Although the Poetry Foundation works to provide accurate audio transcripts, they may contain errors. If you find mistakes or omissions in this transcript, please contact us with details.

Note: At the time that this episode aired, Stephanie Burt went by the name Stephen Burt. This transcript has been updated to reflect her name change.

AUDIO TRANSCRIPT

Poetry Off the Shelf: Homeboy Alexander Pope

(MUSIC PLAYING)

Curtis Fox: Yes, this is the poetryfoundation.org podcast for the week of July 9th, 2007. I'm Curtis Fox. This week, “Homeboy Alexander Pope.” Up on poetryfoundation.org this week is an article about how the poems of Alexander Pope, the classic 18th-century poet, have a lot in common with hip-hop lyrics. The article is written by Stephen Burt, a poet and critic who joins me by phone from his office at Macalester College in St. Paul. Hi, Steve.

Stephanie Burt: Hi.

Curtis Fox: So, let's just cut to the chase. What could Alexander Pope possibly have in common with Nas?

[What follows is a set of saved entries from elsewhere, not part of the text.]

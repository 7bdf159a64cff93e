use anyhow::{bail, Result};

/// Immutable world configuration, shared by reference between the loader,
/// its chunks, and their partition trees. All generation is a pure function
/// of these values plus a chunk center.
#[derive(Clone, Debug, PartialEq)]
pub struct WorldSettings {
    /// Chunk side length in tiles.
    pub size: u32,
    /// World units per tile.
    pub tile_size: f32,
    pub seed: i32,
    /// World height of the (flat) floor plane.
    pub floor_y: f32,
}

impl WorldSettings {
    /// Side length of one chunk in world units.
    pub fn chunk_length(&self) -> f32 {
        self.size as f32 * self.tile_size
    }

    /// Rejects configurations the generator cannot tile.
    pub fn validate(&self) -> Result<()> {
        if self.tile_size <= 0.0 || !self.tile_size.is_finite() {
            bail!("tile_size must be a positive finite number, got {}", self.tile_size);
        }
        if self.size == 0 {
            bail!("size must allow at least one tile per chunk side");
        }
        Ok(())
    }
}

impl Default for WorldSettings {
    fn default() -> Self {
        Self {
            size: 64,
            tile_size: 8.0,
            seed: 0,
            floor_y: 70.0,
        }
    }
}

#[cfg(test)]
mod tests {
    use super::*;

    #[test]
    fn default_settings_validate() {
        assert!(WorldSettings::default().validate().is_ok());
        assert_eq!(WorldSettings::default().chunk_length(), 512.0);
    }

    #[test]
    fn degenerate_tile_size_rejected() {
        let settings = WorldSettings {
            tile_size: 0.0,
            ..WorldSettings::default()
        };
        assert!(settings.validate().is_err());
        let settings = WorldSettings {
            tile_size: -4.0,
            ..WorldSettings::default()
        };
        assert!(settings.validate().is_err());
    }

    #[test]
    fn zero_size_rejected() {
        let settings = WorldSettings {
            size: 0,
            ..WorldSettings::default()
        };
        assert!(settings.validate().is_err());
    }
}
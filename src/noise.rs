use cgmath::Point2;

/// Deterministic scalar hash of a 2-D coordinate and an integer seed,
/// mapped into `[0, 1)`. Classic sin-based dot-product scramble; computed
/// in f64 so the fractional part survives the large multiplier.
pub fn white_noise(p: Point2<f32>, seed: i32) -> f64 {
    let dot = p.x as f64 * 12.9898 + p.y as f64 * 78.233 + seed as f64;
    ((dot.sin() + 1.0) * 43758.5453).rem_euclid(1.0)
}

/// Coherent noise over an infinite lattice of `grid_size` cells: samples
/// `white_noise` at the four corners of the cell containing `p` and
/// bilinearly interpolates by the fractional position inside the cell.
/// Result in `[0, 1)`.
///
/// The fractional divisor is `grid_size` (one historical revision divided
/// by `grid_size - 1`, which jumps at cell edges); with `grid_size` the
/// field is continuous across cell boundaries. `grid_size` must be
/// positive.
pub fn value_noise(p: Point2<f32>, grid_size: f32, seed: i32) -> f64 {
    debug_assert!(grid_size > 0.0);
    let corner = Point2::new(round_down(p.x, grid_size), round_down(p.y, grid_size));

    let tl = white_noise(corner, seed);
    let tr = white_noise(Point2::new(corner.x + grid_size, corner.y), seed);
    let bl = white_noise(Point2::new(corner.x, corner.y + grid_size), seed);
    let br = white_noise(Point2::new(corner.x + grid_size, corner.y + grid_size), seed);

    let x_frac = ((p.x - corner.x) / grid_size) as f64;
    let z_frac = ((p.y - corner.y) / grid_size) as f64;

    let top = tl * (1.0 - x_frac) + tr * x_frac;
    let bottom = bl * (1.0 - x_frac) + br * x_frac;
    top * (1.0 - z_frac) + bottom * z_frac
}

/// Largest multiple of `n` at or below `x`. Well-defined for negative `x`,
/// which plain truncation is not.
pub fn round_down(x: f32, n: f32) -> f32 {
    x - x.rem_euclid(n)
}

#[cfg(test)]
mod tests {
    use super::*;

    #[test]
    fn white_noise_is_deterministic_and_bounded() {
        for (x, z) in [(0.0, 0.0), (-130.5, 77.25), (4096.0, -4096.0)] {
            let p = Point2::new(x, z);
            let a = white_noise(p, 7);
            let b = white_noise(p, 7);
            assert_eq!(a, b);
            assert!((0.0..1.0).contains(&a), "out of range at ({x}, {z}): {a}");
        }
    }

    #[test]
    fn white_noise_varies_with_seed_and_position() {
        let p = Point2::new(12.0, -3.0);
        assert_ne!(white_noise(p, 1), white_noise(p, 2));
        assert_ne!(white_noise(p, 1), white_noise(Point2::new(13.0, -3.0), 1));
    }

    #[test]
    fn value_noise_matches_white_noise_on_lattice_points() {
        let grid = 8.0;
        for (x, z) in [(0.0, 0.0), (-16.0, 24.0), (64.0, -8.0)] {
            let p = Point2::new(x, z);
            let expected = white_noise(p, 5);
            assert!((value_noise(p, grid, 5) - expected).abs() < 1e-12);
        }
    }

    #[test]
    fn value_noise_stays_in_unit_interval() {
        for i in -40..40 {
            for j in -40..40 {
                let p = Point2::new(i as f32 * 1.7, j as f32 * 2.3);
                let v = value_noise(p, 8.0, 7);
                assert!((0.0..1.0).contains(&v));
            }
        }
    }

    #[test]
    fn round_down_handles_negative_coordinates() {
        assert_eq!(round_down(17.0, 8.0), 16.0);
        assert_eq!(round_down(-1.0, 8.0), -8.0);
        assert_eq!(round_down(-8.0, 8.0), -8.0);
        assert_eq!(round_down(-8.5, 8.0), -16.0);
    }
}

Stephanie Burt: Well, not everything, but Pope is working in an art form where not only are rhyming couplets the norm and rhyme quite important, but the compositions people produce and expect to be judged by are often responses to one another. And the sophisticated reader or listener should be aware of those chains of responses.

Curtis Fox: So, there's often a backstory in Pope when he's insulting a poet, we have to know that that poet insulted him or that critic insulted him.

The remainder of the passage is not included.